The Odeon of Herodes Atticus
The Odeon of Herodes Atticus, located next door to the “Dionysos Theatre”, was probably the finest theatre in Greece and was built in 160 A.D. by Tiberius Claudius Atticus Herodes (c.107-177 A.D.), a very important figure at this period of time, who was a teacher and philosopher.
The theatre was actually built as a memorial to his wife, Regillas, who died in 160 A.D. It was actually the third Odeion to be built in Athens, after the Odeion of Agrippa and Odeion of Peicles.
Herodes, originally from Marathon, inherited a vast fortune when his father died. This fortune was also increased due to some activities that Herodes undertook. In 117 A.D., when he was only aged 16, he assisted Emperor Hadrian in acceding to the Roman throne. In 143 A.D., he became the consul to Rome, and was a teacher to Emperors Lucius Verus and Marcus Aurelius.

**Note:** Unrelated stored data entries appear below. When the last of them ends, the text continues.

use crate::*;

fn myfunc() -> QualifiedName {
    QualifiedName::parse("myfunc").unwrap()
}

fn create(body: &str) -> CreateFunction {
    CreateFunction {
        name: myfunc(),
        arguments: "a integer, b integer".into(),
        returns: "integer".into(),
        language: "plpgsql".into(),
        volatility: Volatility::Volatile,
        strict: false,
        security_definer: false,
        body: body.into(),
    }
}

#[test]
fn test_create_or_replace() {
    let stmt = FunctionStmt::from(create("BEGIN RETURN 1; END;"));
    insta::assert_snapshot!(render(&stmt), @r#"CREATE OR REPLACE FUNCTION "public"."myfunc"(a integer, b integer) RETURNS integer LANGUAGE plpgsql VOLATILE AS $$BEGIN RETURN 1; END;$$"#);
}

#[test]
fn test_create_or_replace_all_flags() {
    let mut stmt = create("SELECT $1 * 2");
    stmt.name = QualifiedName::parse("math.double").unwrap();
    stmt.arguments = "x integer".into();
    stmt.language = "sql".into();
    stmt.volatility = Volatility::Immutable;
    stmt.strict = true;
    stmt.security_definer = true;

    insta::assert_snapshot!(render(&stmt.into()), @r#"CREATE OR REPLACE FUNCTION "math"."double"(x integer) RETURNS integer LANGUAGE sql IMMUTABLE STRICT SECURITY DEFINER AS $$SELECT $1 * 2$$"#);
}

#[test]
fn test_create_without_arguments_keeps_parens() {
    let mut stmt = create("SELECT now()");
    stmt.arguments = String::new();
    stmt.returns = "timestamp with time zone".into();
    stmt.language = "sql".into();
    stmt.volatility = Volatility::Stable;

    insta::assert_snapshot!(render(&stmt.into()), @r#"CREATE OR REPLACE FUNCTION "public"."myfunc"() RETURNS timestamp with time zone LANGUAGE sql STABLE AS $$SELECT now()$$"#);
}

#[test]
fn test_create_body_with_dollar_quotes() {
    let stmt = create("BEGIN EXECUTE $$SELECT 1$$; RETURN 1; END;");
    insta::assert_snapshot!(render(&stmt.into()), @r#"CREATE OR REPLACE FUNCTION "public"."myfunc"(a integer, b integer) RETURNS integer LANGUAGE plpgsql VOLATILE AS $body$BEGIN EXECUTE $$SELECT 1$$; RETURN 1; END;$body$"#);
}

#[test]
fn test_alter_owner() {
    let stmt = FunctionStmt::from(AlterOwner {
        name: myfunc(),
        signature: None,
        owner: "app_owner".into(),
    });
    insta::assert_snapshot!(render(&stmt), @r#"ALTER FUNCTION "public"."myfunc" OWNER TO "app_owner""#);
}

#[test]
fn test_alter_owner_of_overload() {
    let stmt = FunctionStmt::from(AlterOwner {
        name: myfunc(),
        signature: Some("a integer".into()),
        owner: "app_owner".into(),
    });
    insta::assert_snapshot!(render(&stmt), @r#"ALTER FUNCTION "public"."myfunc"(a integer) OWNER TO "app_owner""#);
}

#[test]
fn test_rename() {
    let stmt = FunctionStmt::from(RenameFunction {
        name: QualifiedName::parse("billing.old_total").unwrap(),
        to: "total".into(),
    });
    insta::assert_snapshot!(render(&stmt), @r#"ALTER FUNCTION "billing"."old_total" RENAME TO "total""#);
}

#[test]
fn test_drop() {
    let plain = FunctionStmt::from(DropFunction {
        name: myfunc(),
        cascade: false,
    });
    let cascade = FunctionStmt::from(DropFunction {
        name: myfunc(),
        cascade: true,
    });
    assert_eq!(render(&plain), r#"DROP FUNCTION "public"."myfunc""#);
    assert_eq!(render(&cascade), r#"DROP FUNCTION "public"."myfunc" CASCADE"#);
}

#[test]
fn test_dollar_tag_avoids_collisions() {
    assert_eq!(dollar_tag("SELECT 1"), "$$");
    assert_eq!(dollar_tag("SELECT '$$'"), "$body$");
    // A trailing `$` would merge with the closing `$$`.
    assert_eq!(dollar_tag("SELECT '$"), "$body$");
    assert_eq!(dollar_tag("$$ and $body$"), "$body_1$");
    assert_eq!(dollar_tag("$$ $body$ $body_1$"), "$body_2$");
}

#[test]
fn test_dollar_quote_round_trips_body() {
    let body = "RETURN '$$';";
    let quoted = dollar_quote(body);
    let tag = dollar_tag(body);
    assert!(quoted.starts_with(&tag));
    assert!(quoted.ends_with(&tag));
    assert_eq!(&quoted[tag.len()..quoted.len() - tag.len()], body);
}

#[test]
fn test_volatility_codes() {
    for v in [
        Volatility::Immutable,
        Volatility::Stable,
        Volatility::Volatile,
    ] {
        assert_eq!(Volatility::from_code(&v.code().to_string()), Some(v));
    }
    assert_eq!(Volatility::from_word("STABLE"), Some(Volatility::Stable));
    assert_eq!(Volatility::from_word("sometimes"), None);
    assert_eq!(Volatility::default(), Volatility::Volatile);
}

The theatre itself is a visually beautiful one, consisting of a three-storey stage building. This consisted of a central block with two separate wings. The walls were broken up by columns and windows, which were decorated with stunning statues and other works of art. The theatre, built into the Acropolis rock is semicircular in shape, with a radius of 38 meters (124 ft). It can seat up to 5000 spectators.
The facade of the theatre was 28 meters (92 ft) in height, and is a visual treat, set against the backdrop of the Acropolis and Parthenon, which look on majestically. Unfortunately, this theatre is only open to the public during special performances or concerts, and the Athens Festival, which takes place here every summer.
However, on approaching the Acropolis for a visit to the Parthenon, or the Dionysos Theatre, one will almost certainly make a brief stop here, and admire the theatre and its dominating and inspiring appearance.